* **PROMPT**
Every line in the records below that holds the word "crates" is to be copied.

* **AVAILABLE RECORDS**

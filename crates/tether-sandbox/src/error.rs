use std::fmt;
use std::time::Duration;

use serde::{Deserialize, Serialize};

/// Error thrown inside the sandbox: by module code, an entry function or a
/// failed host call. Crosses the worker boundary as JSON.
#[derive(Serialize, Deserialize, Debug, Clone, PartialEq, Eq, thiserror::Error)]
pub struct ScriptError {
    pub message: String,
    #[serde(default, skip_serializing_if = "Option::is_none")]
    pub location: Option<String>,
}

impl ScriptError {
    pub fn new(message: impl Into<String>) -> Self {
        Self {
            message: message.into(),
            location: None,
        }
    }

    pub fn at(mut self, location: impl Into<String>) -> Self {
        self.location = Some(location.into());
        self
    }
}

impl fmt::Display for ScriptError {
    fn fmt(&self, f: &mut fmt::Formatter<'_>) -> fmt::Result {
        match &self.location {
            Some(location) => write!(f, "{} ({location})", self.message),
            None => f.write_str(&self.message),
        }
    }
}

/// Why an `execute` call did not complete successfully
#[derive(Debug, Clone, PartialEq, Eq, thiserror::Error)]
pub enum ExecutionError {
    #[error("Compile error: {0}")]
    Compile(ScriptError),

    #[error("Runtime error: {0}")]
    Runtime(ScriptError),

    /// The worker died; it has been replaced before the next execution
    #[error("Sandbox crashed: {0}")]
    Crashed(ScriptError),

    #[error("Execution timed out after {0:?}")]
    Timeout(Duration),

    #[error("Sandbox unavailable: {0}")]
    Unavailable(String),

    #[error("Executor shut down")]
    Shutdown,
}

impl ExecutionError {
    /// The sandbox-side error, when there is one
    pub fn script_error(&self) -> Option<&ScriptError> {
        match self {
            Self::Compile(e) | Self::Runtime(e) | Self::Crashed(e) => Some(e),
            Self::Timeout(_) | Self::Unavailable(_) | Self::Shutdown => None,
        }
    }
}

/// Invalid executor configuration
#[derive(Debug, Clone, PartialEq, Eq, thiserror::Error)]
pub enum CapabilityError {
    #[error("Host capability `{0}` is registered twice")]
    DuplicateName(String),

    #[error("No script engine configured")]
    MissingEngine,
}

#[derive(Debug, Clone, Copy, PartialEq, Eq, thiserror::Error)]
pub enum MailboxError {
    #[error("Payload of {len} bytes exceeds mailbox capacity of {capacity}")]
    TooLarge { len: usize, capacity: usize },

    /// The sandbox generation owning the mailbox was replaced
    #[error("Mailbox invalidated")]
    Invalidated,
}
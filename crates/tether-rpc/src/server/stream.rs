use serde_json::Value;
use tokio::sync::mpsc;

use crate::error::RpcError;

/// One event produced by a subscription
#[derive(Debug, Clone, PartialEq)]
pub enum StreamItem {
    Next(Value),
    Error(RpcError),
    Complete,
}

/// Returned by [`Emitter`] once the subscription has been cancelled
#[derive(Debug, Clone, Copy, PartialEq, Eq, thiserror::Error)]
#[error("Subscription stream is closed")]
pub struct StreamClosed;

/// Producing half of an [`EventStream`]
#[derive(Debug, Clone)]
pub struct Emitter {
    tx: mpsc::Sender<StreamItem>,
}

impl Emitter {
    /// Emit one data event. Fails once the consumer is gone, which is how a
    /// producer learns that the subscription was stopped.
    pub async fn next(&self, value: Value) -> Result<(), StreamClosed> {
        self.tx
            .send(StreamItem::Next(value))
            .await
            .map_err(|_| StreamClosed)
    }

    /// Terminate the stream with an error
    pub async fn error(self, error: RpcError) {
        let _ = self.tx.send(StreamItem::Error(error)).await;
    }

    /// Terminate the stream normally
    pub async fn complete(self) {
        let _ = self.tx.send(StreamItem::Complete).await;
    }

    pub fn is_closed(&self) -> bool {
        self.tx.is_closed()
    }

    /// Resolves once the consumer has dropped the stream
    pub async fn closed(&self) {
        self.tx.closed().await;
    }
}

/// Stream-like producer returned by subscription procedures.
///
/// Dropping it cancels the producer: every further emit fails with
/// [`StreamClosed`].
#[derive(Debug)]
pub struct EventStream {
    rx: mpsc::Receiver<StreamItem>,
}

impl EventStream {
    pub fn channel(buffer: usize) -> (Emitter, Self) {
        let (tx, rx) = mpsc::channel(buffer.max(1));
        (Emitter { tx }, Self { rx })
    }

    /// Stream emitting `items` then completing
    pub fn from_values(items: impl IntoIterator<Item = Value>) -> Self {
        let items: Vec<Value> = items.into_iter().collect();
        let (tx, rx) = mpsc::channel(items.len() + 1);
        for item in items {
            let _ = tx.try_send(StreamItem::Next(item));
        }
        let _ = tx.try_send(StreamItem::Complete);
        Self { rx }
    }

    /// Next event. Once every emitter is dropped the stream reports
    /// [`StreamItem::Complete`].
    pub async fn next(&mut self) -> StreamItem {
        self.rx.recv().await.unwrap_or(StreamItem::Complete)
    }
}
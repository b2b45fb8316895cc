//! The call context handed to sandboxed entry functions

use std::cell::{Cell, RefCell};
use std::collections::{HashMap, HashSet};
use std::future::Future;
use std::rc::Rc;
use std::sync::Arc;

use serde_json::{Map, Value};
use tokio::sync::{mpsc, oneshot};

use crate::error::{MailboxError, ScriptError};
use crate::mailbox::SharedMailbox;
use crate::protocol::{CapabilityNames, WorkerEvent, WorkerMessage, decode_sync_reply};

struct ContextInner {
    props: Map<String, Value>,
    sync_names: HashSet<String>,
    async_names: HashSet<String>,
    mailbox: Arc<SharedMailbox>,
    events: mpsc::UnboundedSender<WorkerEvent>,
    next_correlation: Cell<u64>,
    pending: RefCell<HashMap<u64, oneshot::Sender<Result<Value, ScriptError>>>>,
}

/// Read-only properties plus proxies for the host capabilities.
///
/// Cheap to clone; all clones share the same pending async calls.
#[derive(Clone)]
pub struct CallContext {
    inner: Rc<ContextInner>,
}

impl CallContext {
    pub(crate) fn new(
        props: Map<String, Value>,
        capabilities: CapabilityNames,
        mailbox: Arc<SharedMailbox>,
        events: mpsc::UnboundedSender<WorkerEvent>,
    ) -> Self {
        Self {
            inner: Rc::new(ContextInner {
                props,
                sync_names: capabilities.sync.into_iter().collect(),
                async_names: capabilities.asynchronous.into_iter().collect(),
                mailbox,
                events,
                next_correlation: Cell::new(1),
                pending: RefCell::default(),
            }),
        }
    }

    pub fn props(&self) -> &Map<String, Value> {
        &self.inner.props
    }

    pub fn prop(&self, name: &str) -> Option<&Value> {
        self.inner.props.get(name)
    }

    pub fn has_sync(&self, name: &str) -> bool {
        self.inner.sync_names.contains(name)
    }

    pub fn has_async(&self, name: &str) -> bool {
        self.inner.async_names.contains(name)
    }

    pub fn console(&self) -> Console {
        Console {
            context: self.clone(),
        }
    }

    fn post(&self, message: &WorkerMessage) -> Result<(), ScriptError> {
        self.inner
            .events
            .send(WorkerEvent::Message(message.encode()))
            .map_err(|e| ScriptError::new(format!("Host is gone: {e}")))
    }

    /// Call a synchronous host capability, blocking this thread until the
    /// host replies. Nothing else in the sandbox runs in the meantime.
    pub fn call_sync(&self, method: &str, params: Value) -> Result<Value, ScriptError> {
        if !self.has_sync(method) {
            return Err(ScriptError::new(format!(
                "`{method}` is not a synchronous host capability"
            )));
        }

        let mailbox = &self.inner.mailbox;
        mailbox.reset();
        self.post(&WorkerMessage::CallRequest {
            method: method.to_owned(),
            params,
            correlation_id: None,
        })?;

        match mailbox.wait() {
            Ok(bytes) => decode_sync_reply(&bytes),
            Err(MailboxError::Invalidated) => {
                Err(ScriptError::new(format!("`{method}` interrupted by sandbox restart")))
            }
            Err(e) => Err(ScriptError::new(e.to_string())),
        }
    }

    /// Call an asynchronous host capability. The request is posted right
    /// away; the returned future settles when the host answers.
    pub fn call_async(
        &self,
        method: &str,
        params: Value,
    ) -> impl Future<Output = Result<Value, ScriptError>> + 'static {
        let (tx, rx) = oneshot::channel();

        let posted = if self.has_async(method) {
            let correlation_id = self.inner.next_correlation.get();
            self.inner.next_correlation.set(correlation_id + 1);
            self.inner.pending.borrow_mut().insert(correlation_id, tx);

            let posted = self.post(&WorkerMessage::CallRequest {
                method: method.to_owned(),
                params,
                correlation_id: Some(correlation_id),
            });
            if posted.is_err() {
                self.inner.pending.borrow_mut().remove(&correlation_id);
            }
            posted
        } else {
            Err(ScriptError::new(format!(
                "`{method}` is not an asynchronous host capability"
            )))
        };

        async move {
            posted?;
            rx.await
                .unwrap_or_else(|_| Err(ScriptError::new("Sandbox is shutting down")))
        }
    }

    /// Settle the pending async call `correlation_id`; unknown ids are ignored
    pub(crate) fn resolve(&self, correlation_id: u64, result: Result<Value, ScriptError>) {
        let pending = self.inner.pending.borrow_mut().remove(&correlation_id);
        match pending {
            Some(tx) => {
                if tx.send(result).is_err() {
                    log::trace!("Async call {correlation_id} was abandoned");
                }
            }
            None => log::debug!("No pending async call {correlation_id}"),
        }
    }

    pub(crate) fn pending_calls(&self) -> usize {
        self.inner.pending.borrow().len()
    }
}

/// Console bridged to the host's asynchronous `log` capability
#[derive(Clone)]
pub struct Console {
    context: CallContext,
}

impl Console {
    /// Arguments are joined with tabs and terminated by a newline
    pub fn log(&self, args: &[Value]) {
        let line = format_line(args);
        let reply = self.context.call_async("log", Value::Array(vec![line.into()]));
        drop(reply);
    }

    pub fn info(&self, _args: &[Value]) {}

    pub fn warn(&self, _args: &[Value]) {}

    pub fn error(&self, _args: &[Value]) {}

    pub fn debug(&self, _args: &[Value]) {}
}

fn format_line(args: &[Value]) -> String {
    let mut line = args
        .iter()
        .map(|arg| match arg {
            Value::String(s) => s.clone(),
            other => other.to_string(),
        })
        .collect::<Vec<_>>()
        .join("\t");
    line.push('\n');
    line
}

...

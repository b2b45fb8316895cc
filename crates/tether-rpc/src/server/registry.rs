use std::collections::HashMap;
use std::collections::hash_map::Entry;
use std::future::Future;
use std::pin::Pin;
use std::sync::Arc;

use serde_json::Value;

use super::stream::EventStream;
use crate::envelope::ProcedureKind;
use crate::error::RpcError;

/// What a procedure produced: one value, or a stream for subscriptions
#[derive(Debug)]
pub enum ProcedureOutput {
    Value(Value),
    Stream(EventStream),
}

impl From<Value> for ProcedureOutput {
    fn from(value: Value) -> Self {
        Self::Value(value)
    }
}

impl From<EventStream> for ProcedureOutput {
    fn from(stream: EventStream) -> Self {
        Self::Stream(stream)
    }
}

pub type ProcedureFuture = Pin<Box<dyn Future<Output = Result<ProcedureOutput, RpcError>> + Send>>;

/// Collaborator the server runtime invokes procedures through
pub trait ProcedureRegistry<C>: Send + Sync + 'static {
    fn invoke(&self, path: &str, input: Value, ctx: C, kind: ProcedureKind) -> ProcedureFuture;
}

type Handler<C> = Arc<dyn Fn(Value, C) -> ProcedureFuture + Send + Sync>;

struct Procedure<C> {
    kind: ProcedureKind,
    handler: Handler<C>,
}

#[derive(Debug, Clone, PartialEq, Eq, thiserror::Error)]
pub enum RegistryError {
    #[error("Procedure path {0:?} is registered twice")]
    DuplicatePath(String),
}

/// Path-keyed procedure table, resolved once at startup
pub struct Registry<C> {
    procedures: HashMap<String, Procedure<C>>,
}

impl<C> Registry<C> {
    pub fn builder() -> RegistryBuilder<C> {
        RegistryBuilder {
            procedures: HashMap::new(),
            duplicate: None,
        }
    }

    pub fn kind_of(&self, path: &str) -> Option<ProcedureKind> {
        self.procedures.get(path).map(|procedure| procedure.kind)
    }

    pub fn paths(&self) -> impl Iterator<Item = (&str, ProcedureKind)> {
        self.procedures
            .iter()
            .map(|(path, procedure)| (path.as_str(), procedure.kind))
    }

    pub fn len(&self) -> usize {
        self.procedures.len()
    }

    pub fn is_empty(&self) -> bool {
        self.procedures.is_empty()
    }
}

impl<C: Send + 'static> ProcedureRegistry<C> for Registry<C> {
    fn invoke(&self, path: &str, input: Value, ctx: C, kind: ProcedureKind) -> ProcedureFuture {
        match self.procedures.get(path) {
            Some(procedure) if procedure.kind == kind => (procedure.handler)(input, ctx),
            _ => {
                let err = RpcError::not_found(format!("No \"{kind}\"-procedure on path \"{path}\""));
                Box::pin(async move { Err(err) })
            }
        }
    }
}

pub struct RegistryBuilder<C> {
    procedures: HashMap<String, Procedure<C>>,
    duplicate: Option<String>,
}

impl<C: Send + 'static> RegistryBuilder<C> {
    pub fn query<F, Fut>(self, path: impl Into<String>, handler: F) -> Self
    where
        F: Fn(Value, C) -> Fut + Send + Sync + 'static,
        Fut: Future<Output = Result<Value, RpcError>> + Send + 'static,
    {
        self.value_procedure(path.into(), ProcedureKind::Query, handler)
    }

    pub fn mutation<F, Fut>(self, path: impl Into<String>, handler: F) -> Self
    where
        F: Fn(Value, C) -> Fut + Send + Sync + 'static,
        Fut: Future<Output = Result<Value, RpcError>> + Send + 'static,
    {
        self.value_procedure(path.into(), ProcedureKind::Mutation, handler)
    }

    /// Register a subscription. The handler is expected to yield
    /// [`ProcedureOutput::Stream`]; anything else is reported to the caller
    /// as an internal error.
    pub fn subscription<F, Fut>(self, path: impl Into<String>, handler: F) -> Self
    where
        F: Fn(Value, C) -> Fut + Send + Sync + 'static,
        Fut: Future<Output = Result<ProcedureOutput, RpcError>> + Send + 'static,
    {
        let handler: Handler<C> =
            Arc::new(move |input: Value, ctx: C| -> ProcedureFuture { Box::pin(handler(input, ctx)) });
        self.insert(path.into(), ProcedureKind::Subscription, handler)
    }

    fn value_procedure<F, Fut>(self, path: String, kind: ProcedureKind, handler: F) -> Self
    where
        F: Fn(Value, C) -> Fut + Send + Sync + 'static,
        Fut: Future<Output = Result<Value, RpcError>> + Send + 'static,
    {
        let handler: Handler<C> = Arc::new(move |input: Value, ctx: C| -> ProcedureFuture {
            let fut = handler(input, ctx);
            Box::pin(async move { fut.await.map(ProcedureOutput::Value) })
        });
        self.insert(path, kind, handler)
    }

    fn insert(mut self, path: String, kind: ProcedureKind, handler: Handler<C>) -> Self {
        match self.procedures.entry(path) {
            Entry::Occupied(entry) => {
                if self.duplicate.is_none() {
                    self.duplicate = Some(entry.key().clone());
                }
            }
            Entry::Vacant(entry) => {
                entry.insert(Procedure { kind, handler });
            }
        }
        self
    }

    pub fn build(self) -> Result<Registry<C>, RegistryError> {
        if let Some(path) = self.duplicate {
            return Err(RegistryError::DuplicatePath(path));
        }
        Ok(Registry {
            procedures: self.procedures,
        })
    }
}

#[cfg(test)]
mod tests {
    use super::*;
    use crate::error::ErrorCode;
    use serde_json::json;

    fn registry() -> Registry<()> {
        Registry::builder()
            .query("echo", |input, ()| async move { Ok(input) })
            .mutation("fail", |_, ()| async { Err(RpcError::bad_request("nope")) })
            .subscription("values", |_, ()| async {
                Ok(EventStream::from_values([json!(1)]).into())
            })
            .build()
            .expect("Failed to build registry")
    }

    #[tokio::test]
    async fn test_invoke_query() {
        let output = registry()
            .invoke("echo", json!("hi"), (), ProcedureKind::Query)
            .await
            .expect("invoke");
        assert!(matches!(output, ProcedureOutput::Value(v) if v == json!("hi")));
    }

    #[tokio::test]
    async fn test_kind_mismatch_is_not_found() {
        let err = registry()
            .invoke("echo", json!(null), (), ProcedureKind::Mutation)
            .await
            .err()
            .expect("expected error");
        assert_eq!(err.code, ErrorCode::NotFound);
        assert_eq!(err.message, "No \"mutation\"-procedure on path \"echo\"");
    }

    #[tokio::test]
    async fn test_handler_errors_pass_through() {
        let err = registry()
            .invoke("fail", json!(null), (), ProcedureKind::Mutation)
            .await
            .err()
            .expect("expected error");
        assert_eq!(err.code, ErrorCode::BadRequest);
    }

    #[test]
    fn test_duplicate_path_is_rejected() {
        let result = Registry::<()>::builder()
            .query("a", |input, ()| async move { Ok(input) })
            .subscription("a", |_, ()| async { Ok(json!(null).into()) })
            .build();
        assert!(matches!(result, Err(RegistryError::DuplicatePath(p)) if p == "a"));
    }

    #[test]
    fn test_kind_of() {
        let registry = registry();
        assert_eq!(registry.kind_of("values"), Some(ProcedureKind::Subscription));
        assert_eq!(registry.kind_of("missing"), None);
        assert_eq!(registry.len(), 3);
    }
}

* **YOUR RESPONSE**
filename crates/tether-sandbox/src/error.rs
filename crates/tether-rpc/src/server/stream.rs
filename crates/tether-rpc/src/server/registry.rs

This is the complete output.